Orne inched his way backward through the thicket, fear sharp within him. The tension of the crowd was a tangible thing, a fuse that smoked and sizzled its way toward a massive explosion.
The bearded priest glared up at Orne, the dark face contorted in the kaleidoscopic gleams of the students’ torches. The amphitheater suddenly was a nightmare scene to Orne, a demoniac place, and he realized he still carried his own torch like a waving beacon. Its light revealed the trail beside him leading off into blackness.
Abruptly, the priest at the stupa raised his voice to an insane scream: “Bring me the head of that blasphemer!”
Orne hurled his light like a spear as the students jumped to their feet with a roar. He whirled, fled along the trail hearing the thunder and shouts of pursuit.
As his eyes adjusted to starlight, Orne discerned the trail, a black line on black. He discarded caution, ran all out. A ragged yell lifted into the night from his pursuers.
The trail curved to the left and a blotch of deeper blackness loomed at the turn. Woods? Branches whipped his face.
The trail dipped, twisted to the right, then left. He tripped on a root, almost fell.
His robe caught on a bush and he lost seconds releasing it. The mob was a roaring, waving pack of lights almost upon him. Orne plunged off the trail downhill to his right and parallel to a line of trees. Bushes snagged his robe. He fumbled with the belt, left the robe behind.
Someone above him shouted: “I hear him! Down there!”
The pursuers came to a plunging stop, held silence for a heartbeat. Orne’s crashing flight dominated all other sounds.

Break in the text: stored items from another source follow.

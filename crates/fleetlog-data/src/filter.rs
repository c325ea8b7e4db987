//! Date-cutoff and keyword filtering of device log lines.
//!
//! Lines are parsed by fixed character columns (see [`LineFormat`]): a
//! `"Oct 16"` style date, a time field and the message body. A line matches
//! when its date is on or after the cutoff and it contains any keyword.
//! Matching lines are counted per `(date, message)` with the time of the
//! first occurrence.

use std::path::Path;

use chrono::Datelike;
use fleetlog_core::error::Result;
use fleetlog_core::models::{DateCounts, FilterConfig, LineFormat, LogEntry};
use fleetlog_core::time_utils::parse_month_day;
use tracing::debug;

use crate::reader::{read_text, split_lines, TextDecoder};

// ── Public types ──────────────────────────────────────────────────────────────

/// Result of classifying a single line.
#[derive(Debug, Clone, PartialEq, Eq)]
pub enum LineOutcome {
    /// Dated on/after the cutoff and contains a keyword.
    Matched(LogEntry),
    /// Empty date column, too old, or no keyword.
    Skipped,
    /// The date column is not a `"<Mon> <day>"` date.
    Malformed,
}

/// Per-file filter output.
#[derive(Debug, Clone, Default)]
pub struct FileScan {
    pub counts: DateCounts,
    /// `true` once any line matched.
    pub matched: bool,
    pub lines_read: usize,
    pub lines_matched: usize,
    pub lines_malformed: usize,
    /// Decoder that accepted the file, `None` when filtering raw text.
    pub decoder: Option<TextDecoder>,
}

/// Classifies lines against a [`FilterConfig`].
pub struct LineFilter<'a> {
    config: &'a FilterConfig,
    lowered_keywords: Vec<String>,
}

impl<'a> LineFilter<'a> {
    pub fn new(config: &'a FilterConfig) -> Self {
        let lowered_keywords = config.keywords.iter().map(|k| k.to_lowercase()).collect();
        Self {
            config,
            lowered_keywords,
        }
    }

    /// Classify one line.
    pub fn classify(&self, line: &str) -> LineOutcome {
        let format = &self.config.format;

        let date_part = char_slice(line, 0, Some(format.date_width))
            .replace("  ", " ")
            .trim()
            .to_string();
        if date_part.is_empty() {
            return LineOutcome::Skipped;
        }

        let Some(date) = parse_month_day(&date_part, self.config.cutoff.year()) else {
            return LineOutcome::Malformed;
        };
        if date < self.config.cutoff {
            return LineOutcome::Skipped;
        }

        if !self.contains_keyword(line) {
            return LineOutcome::Skipped;
        }

        LineOutcome::Matched(LogEntry {
            date_key: date_part,
            time: char_slice(line, format.time_start, Some(format.time_end))
                .trim()
                .to_string(),
            message: message_body(line, format),
        })
    }

    /// Filter every line of `text`. `\n`, `\r\n` and a lone `\r` all end a
    /// line.
    pub fn filter_text(&self, text: &str) -> FileScan {
        let mut scan = FileScan::default();

        for line in split_lines(text) {
            scan.lines_read += 1;
            match self.classify(line) {
                LineOutcome::Matched(entry) => {
                    scan.matched = true;
                    scan.lines_matched += 1;
                    scan.counts
                        .entry(entry.date_key)
                        .or_default()
                        .entry(entry.message)
                        .or_default()
                        .record(&entry.time);
                }
                LineOutcome::Malformed => scan.lines_malformed += 1,
                LineOutcome::Skipped => {}
            }
        }

        scan
    }

    /// Read, decode and filter the file at `path`.
    ///
    /// Read and decode failures are returned; the caller treats them as an
    /// empty, non-matching file.
    pub fn filter_file(&self, path: &Path) -> Result<FileScan> {
        let decoded = read_text(path)?;
        let mut scan = self.filter_text(&decoded.text);
        scan.decoder = Some(decoded.decoder);

        debug!(
            "File {}: {} lines, {} matched, {} undated ({})",
            path.display(),
            scan.lines_read,
            scan.lines_matched,
            scan.lines_malformed,
            decoded.decoder.name(),
        );

        Ok(scan)
    }

    fn contains_keyword(&self, line: &str) -> bool {
        let lowered = line.to_lowercase();
        self.lowered_keywords.iter().any(|k| lowered.contains(k.as_str()))
    }
}

/// Filter the file at `path` with `config`.
pub fn filter_file(path: &Path, config: &FilterConfig) -> Result<FileScan> {
    LineFilter::new(config).filter_file(path)
}

// ── Internal helpers ──────────────────────────────────────────────────────────

/// Characters `start..end` of `s` (or `start..` when `end` is `None`),
/// clamped to the string length.
fn char_slice(s: &str, start: usize, end: Option<usize>) -> &str {
    let byte_at = |n: usize| s.char_indices().nth(n).map_or(s.len(), |(i, _)| i);
    let from = byte_at(start);
    let to = end.map_or(s.len(), byte_at);
    if from >= to {
        return "";
    }
    &s[from..to]
}

/// Message column of the whitespace-trimmed line, trimmed again.
fn message_body(line: &str, format: &LineFormat) -> String {
    char_slice(line.trim(), format.message_start, None)
        .trim()
        .to_string()
}

// ── Tests ─────────────────────────────────────────────────────────────────────

#[cfg(test)]
mod tests {
    use super::*;
    use chrono::NaiveDate;
    use tempfile::TempDir;

    const FLASH: &str = "Oct 16 08:00:00.000: %FLASH-LIMITED: limited space available";

    fn config() -> FilterConfig {
        FilterConfig::new(
            NaiveDate::from_ymd_opt(2024, 10, 15).unwrap(),
            vec!["limited space".to_string()],
        )
    }

    // ── classify ──────────────────────────────────────────────────────────────

    #[test]
    fn test_classify_matching_line() {
        let cfg = config();
        let filter = LineFilter::new(&cfg);
        match filter.classify(FLASH) {
            LineOutcome::Matched(entry) => {
                // Fixed columns: time is 7..18 and the body starts at 19.
                assert_eq!(entry.date_key, "Oct 16");
                assert_eq!(entry.time, "08:00:00.00");
                assert_eq!(entry.message, ": %FLASH-LIMITED: limited space available");
            }
            other => panic!("expected match, got {other:?}"),
        }
    }

    #[test]
    fn test_classify_before_cutoff_skipped() {
        let cfg = config();
        let filter = LineFilter::new(&cfg);
        let line = "Oct 10 08:00:00.000: %FLASH-LIMITED: limited space available";
        assert_eq!(filter.classify(line), LineOutcome::Skipped);
    }

    #[test]
    fn test_classify_cutoff_day_is_inclusive() {
        let cfg = config();
        let filter = LineFilter::new(&cfg);
        let line = "Oct 15 23:59:59.999: limited space";
        assert!(matches!(filter.classify(line), LineOutcome::Matched(_)));
    }

    #[test]
    fn test_classify_keyword_case_insensitive_anywhere() {
        let cfg = config();
        let filter = LineFilter::new(&cfg);
        let line = "Oct 20 01:02:03.004: %SYS-4-FLASH: LIMITED SPACE on flash:";
        assert!(matches!(filter.classify(line), LineOutcome::Matched(_)));
    }

    #[test]
    fn test_classify_without_keyword_skipped() {
        let cfg = config();
        let filter = LineFilter::new(&cfg);
        let line = "Oct 20 01:02:03.004: %LINK-3-UPDOWN: Interface Gi1/0/1, changed state to up";
        assert_eq!(filter.classify(line), LineOutcome::Skipped);
    }

    #[test]
    fn test_classify_empty_date_skipped() {
        let cfg = config();
        let filter = LineFilter::new(&cfg);
        assert_eq!(filter.classify(""), LineOutcome::Skipped);
        assert_eq!(filter.classify("      limited space"), LineOutcome::Skipped);
    }

    #[test]
    fn test_classify_undated_line_malformed() {
        let cfg = config();
        let filter = LineFilter::new(&cfg);
        assert_eq!(
            filter.classify("core-sw01#show flash: limited space"),
            LineOutcome::Malformed
        );
    }

    #[test]
    fn test_classify_glued_day_malformed() {
        let cfg = config();
        let filter = LineFilter::new(&cfg);
        assert_eq!(
            filter.classify("Oct16  08:00:00.00 limited space"),
            LineOutcome::Malformed
        );
    }

    #[test]
    fn test_classify_space_padded_day() {
        let cfg = FilterConfig::new(
            NaiveDate::from_ymd_opt(2024, 11, 1).unwrap(),
            vec!["limited space".to_string()],
        );
        let filter = LineFilter::new(&cfg);
        match filter.classify("Nov  5 08:00:00.00 limited space") {
            LineOutcome::Matched(entry) => {
                assert_eq!(entry.date_key, "Nov 5");
                assert_eq!(entry.time, "08:00:00.00");
                assert_eq!(entry.message, "limited space");
            }
            other => panic!("expected match, got {other:?}"),
        }
    }

    #[test]
    fn test_classify_custom_line_format() {
        let cfg = config().with_format(LineFormat {
            date_width: 6,
            time_start: 7,
            time_end: 15,
            message_start: 16,
        });
        let filter = LineFilter::new(&cfg);
        match filter.classify("Oct 16 08:00:00 limited space left") {
            LineOutcome::Matched(entry) => {
                assert_eq!(entry.time, "08:00:00");
                assert_eq!(entry.message, "limited space left");
            }
            other => panic!("expected match, got {other:?}"),
        }
    }

    // ── filter_text ───────────────────────────────────────────────────────────

    #[test]
    fn test_filter_text_counts_duplicates_and_keeps_first_time() {
        let cfg = config();
        let text = "\
Oct 16 08:00:00.00 %FLASH-LIMITED: limited space available
Oct 16 09:15:00.00 %FLASH-LIMITED: limited space available
";
        let scan = LineFilter::new(&cfg).filter_text(text);
        assert!(scan.matched);
        let entry = &scan.counts["Oct 16"]["%FLASH-LIMITED: limited space available"];
        assert_eq!(entry.count, 2);
        assert_eq!(entry.first_time.as_deref(), Some("08:00:00.00"));
    }

    #[test]
    fn test_filter_text_no_match() {
        let cfg = config();
        let text = "hostname SW1\nOct 16 08:00:00.000: %LINK-3-UPDOWN: up\n";
        let scan = LineFilter::new(&cfg).filter_text(text);
        assert!(!scan.matched);
        assert!(scan.counts.is_empty());
        assert_eq!(scan.lines_read, 2);
        assert_eq!(scan.lines_malformed, 1);
    }

    #[test]
    fn test_filter_text_separates_dates() {
        let cfg = config();
        let text = "\
Oct 16 08:00:00.000: limited space
Oct 17 08:00:00.000: limited space
Oct 10 08:00:00.000: limited space
";
        let scan = LineFilter::new(&cfg).filter_text(text);
        assert_eq!(scan.counts.len(), 2);
        assert_eq!(scan.lines_matched, 2);
        assert!(!scan.counts.contains_key("Oct 10"));
    }

    #[test]
    fn test_filter_text_handles_crlf() {
        let cfg = config();
        let scan = LineFilter::new(&cfg).filter_text("Oct 16 08:00:00.00 limited space\r\n");
        assert!(scan.counts["Oct 16"].contains_key("limited space"));
    }

    #[test]
    fn test_filter_text_handles_lone_cr() {
        let cfg = config();
        let text = "Oct 16 08:00:00.00 limited space A\rOct 17 08:00:00.00 limited space B\r";
        let scan = LineFilter::new(&cfg).filter_text(text);
        assert_eq!(scan.lines_read, 2);
        assert_eq!(scan.lines_matched, 2);
        assert!(scan.counts["Oct 16"].contains_key("limited space A"));
        assert!(scan.counts["Oct 17"].contains_key("limited space B"));
    }

    // ── filter_file ───────────────────────────────────────────────────────────

    #[test]
    fn test_filter_file_cp949() {
        let dir = TempDir::new().unwrap();
        let path = dir.path().join("10.0.0.1_sw.log");
        let (bytes, _, _) =
            encoding_rs::EUC_KR.encode("Oct 16 08:00:00.00 플래시 limited space\n");
        std::fs::write(&path, &bytes).unwrap();

        let scan = filter_file(&path, &config()).unwrap();
        assert!(scan.matched);
        assert_eq!(scan.decoder, Some(TextDecoder::Cp949));
        assert!(scan.counts["Oct 16"].contains_key("플래시 limited space"));
    }

    #[test]
    fn test_filter_file_undecodable_is_error() {
        let dir = TempDir::new().unwrap();
        let path = dir.path().join("10.0.0.1_sw.log");
        std::fs::write(&path, [0xFF, 0xFF, 0x0A]).unwrap();
        assert!(filter_file(&path, &config()).is_err());
    }

    // ── char_slice ────────────────────────────────────────────────────────────

    #[test]
    fn test_char_slice_clamps() {
        assert_eq!(char_slice("Oct", 0, Some(6)), "Oct");
        assert_eq!(char_slice("Oct", 7, Some(18)), "");
        assert_eq!(char_slice("장애 발생", 1, Some(3)), "애 ");
    }
}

“There he goes! Down that way!”
They were after him. He heard them breaking through the brush and trees, the curses and shouts. “Here’s his robe! I’ve got his robe!”
“Get his head!” someone screamed. “Tear his head off him!”
Orne ducked a limb, scrambled and slid down a hill, plunged across the trail and tore his way through a thicket. He felt cold and exposed in only sandals and the light shorts he had worn beneath the robe. Branches clawed at his skin. He heard the mob, a human avalanche on the hill above him—curses, tearing sounds, thumps.